[Collected data entries]
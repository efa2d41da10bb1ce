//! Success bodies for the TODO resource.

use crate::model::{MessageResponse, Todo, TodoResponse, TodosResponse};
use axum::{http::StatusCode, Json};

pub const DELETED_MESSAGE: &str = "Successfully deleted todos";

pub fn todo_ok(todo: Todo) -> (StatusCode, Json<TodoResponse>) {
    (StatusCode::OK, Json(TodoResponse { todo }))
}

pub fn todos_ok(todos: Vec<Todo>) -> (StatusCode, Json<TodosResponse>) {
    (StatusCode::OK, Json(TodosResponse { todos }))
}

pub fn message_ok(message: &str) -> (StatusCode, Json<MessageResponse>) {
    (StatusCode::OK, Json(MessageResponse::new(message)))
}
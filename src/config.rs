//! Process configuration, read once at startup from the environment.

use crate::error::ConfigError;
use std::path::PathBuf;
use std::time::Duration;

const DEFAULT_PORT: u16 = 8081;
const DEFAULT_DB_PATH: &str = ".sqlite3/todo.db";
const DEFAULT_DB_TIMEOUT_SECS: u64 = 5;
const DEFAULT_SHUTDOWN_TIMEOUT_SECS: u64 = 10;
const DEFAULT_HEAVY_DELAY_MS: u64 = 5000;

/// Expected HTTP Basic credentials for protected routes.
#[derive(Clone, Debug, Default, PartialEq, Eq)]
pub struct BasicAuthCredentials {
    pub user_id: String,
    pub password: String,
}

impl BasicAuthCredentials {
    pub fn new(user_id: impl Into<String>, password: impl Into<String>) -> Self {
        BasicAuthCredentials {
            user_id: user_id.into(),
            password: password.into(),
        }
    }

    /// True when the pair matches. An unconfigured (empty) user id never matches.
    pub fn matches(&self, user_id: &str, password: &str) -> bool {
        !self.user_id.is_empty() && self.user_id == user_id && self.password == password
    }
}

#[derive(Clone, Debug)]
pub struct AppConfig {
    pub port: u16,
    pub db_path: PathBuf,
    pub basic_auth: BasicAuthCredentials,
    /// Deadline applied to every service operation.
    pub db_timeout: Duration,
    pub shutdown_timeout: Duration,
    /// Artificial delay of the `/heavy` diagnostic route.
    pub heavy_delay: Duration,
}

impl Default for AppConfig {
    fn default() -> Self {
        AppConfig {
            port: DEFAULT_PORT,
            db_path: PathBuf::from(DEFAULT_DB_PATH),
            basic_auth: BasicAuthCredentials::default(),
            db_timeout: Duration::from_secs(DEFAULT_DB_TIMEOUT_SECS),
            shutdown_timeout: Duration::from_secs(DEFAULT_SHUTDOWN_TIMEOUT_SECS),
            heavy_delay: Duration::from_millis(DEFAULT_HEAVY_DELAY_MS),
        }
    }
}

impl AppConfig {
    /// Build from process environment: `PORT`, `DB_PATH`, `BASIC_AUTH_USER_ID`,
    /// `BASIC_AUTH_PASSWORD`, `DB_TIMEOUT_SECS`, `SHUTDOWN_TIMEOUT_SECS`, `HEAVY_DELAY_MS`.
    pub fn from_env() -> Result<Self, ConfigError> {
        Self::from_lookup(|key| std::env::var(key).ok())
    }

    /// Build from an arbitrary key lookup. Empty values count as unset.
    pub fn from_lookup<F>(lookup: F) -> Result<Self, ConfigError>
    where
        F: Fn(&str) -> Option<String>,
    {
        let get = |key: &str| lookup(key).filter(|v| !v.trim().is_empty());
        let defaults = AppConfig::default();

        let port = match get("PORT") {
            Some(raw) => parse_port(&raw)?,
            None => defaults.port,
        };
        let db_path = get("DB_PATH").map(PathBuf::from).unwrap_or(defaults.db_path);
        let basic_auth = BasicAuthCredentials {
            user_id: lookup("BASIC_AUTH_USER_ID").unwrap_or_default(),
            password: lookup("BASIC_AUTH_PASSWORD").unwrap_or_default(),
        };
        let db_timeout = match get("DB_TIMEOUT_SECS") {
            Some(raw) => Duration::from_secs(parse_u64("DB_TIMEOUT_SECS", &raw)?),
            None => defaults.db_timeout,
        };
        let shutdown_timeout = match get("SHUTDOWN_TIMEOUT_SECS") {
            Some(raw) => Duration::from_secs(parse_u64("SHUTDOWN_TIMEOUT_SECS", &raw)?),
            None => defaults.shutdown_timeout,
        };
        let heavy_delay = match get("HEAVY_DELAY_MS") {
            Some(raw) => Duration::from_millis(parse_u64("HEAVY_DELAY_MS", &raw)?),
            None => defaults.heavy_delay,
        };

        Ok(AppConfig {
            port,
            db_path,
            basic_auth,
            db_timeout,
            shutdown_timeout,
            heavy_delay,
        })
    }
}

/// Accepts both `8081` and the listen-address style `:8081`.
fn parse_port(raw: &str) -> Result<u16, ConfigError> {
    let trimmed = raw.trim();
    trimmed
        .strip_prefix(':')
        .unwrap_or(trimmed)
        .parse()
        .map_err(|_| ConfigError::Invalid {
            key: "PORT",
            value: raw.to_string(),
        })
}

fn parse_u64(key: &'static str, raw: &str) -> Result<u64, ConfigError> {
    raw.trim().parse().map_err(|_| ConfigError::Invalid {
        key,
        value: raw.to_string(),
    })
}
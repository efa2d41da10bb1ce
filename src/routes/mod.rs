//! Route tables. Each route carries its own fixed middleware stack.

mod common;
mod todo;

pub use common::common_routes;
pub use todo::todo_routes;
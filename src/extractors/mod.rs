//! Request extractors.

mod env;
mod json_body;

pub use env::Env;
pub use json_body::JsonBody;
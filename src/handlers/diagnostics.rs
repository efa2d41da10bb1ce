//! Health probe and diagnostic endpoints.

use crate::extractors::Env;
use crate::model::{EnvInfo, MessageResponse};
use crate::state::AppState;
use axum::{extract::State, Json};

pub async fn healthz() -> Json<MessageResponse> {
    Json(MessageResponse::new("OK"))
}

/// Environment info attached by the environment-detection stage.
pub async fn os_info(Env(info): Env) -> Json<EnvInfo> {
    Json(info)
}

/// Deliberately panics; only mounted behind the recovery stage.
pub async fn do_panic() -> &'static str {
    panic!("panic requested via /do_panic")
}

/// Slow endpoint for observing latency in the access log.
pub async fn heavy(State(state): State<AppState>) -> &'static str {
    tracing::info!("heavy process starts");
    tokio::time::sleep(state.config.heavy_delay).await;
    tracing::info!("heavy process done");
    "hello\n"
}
--
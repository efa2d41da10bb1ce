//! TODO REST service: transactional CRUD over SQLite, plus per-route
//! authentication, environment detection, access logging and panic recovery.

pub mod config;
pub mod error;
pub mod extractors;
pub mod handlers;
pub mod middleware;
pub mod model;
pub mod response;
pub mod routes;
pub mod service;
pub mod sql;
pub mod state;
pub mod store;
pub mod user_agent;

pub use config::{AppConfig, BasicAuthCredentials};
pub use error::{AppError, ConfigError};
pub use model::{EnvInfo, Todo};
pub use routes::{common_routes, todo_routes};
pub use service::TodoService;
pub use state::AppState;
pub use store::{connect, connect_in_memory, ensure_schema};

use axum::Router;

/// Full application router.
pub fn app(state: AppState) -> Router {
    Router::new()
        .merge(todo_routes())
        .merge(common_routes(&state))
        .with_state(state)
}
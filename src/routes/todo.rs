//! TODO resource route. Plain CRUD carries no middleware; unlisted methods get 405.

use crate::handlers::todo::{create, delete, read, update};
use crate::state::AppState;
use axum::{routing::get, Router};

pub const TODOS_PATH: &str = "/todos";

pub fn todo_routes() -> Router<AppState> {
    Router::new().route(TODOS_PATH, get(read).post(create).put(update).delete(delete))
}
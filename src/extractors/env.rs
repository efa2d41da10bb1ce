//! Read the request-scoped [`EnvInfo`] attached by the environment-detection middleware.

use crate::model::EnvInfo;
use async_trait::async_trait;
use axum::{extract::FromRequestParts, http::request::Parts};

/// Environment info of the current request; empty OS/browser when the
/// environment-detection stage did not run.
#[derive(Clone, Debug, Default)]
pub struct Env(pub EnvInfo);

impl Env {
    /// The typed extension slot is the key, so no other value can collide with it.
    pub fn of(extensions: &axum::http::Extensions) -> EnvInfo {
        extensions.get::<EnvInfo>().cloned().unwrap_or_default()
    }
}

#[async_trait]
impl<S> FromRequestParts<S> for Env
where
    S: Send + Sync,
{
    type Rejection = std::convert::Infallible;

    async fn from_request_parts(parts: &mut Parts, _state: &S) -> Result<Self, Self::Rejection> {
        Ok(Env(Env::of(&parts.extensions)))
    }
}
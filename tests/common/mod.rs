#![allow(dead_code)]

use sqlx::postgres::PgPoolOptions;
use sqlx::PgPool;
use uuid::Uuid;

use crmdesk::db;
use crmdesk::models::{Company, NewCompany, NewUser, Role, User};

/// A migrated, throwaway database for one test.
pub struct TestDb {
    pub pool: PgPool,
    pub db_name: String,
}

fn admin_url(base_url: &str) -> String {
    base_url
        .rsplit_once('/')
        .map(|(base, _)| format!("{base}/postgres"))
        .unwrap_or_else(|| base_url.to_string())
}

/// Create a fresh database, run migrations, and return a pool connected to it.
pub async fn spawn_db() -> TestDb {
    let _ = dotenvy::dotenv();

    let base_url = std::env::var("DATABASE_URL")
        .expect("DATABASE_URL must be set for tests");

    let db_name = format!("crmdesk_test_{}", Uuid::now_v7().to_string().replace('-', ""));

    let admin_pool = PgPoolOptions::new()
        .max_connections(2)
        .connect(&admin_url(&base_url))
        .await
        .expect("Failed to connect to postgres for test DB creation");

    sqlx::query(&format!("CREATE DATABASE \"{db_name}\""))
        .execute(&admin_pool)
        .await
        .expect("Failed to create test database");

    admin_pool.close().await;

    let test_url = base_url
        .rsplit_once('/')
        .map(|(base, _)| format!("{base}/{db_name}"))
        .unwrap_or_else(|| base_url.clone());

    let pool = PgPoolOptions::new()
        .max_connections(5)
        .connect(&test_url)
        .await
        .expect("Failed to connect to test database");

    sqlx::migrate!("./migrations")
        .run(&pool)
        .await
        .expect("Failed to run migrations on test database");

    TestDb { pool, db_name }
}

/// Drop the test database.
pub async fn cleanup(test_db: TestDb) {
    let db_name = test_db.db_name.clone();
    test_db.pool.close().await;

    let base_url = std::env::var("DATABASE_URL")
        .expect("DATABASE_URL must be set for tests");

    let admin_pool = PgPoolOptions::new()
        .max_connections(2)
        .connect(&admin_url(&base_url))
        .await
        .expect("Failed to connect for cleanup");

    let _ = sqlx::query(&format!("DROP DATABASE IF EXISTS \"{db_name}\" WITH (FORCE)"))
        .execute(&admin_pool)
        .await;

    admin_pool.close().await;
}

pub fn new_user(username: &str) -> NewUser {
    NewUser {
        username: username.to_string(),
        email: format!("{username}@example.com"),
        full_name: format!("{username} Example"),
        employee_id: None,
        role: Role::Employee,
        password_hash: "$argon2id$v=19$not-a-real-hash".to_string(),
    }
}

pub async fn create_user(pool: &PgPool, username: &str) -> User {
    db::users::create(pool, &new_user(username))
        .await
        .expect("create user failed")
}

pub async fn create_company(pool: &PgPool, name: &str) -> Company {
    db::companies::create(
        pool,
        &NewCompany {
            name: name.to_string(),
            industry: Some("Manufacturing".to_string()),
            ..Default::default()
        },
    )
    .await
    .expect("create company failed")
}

#### [INSTRUCTIONS FOR THE TASK]
The lines that mention the word "TodoResponse" should be pulled from the records above.

#### [RESULT OF THIS TASK]
use crate::model::{MessageResponse, Todo, TodoResponse, TodosResponse};
pub fn todo_ok(todo: Todo) -> (StatusCode, Json<TodoResponse>) {
    (StatusCode::OK, Json(TodoResponse { todo }))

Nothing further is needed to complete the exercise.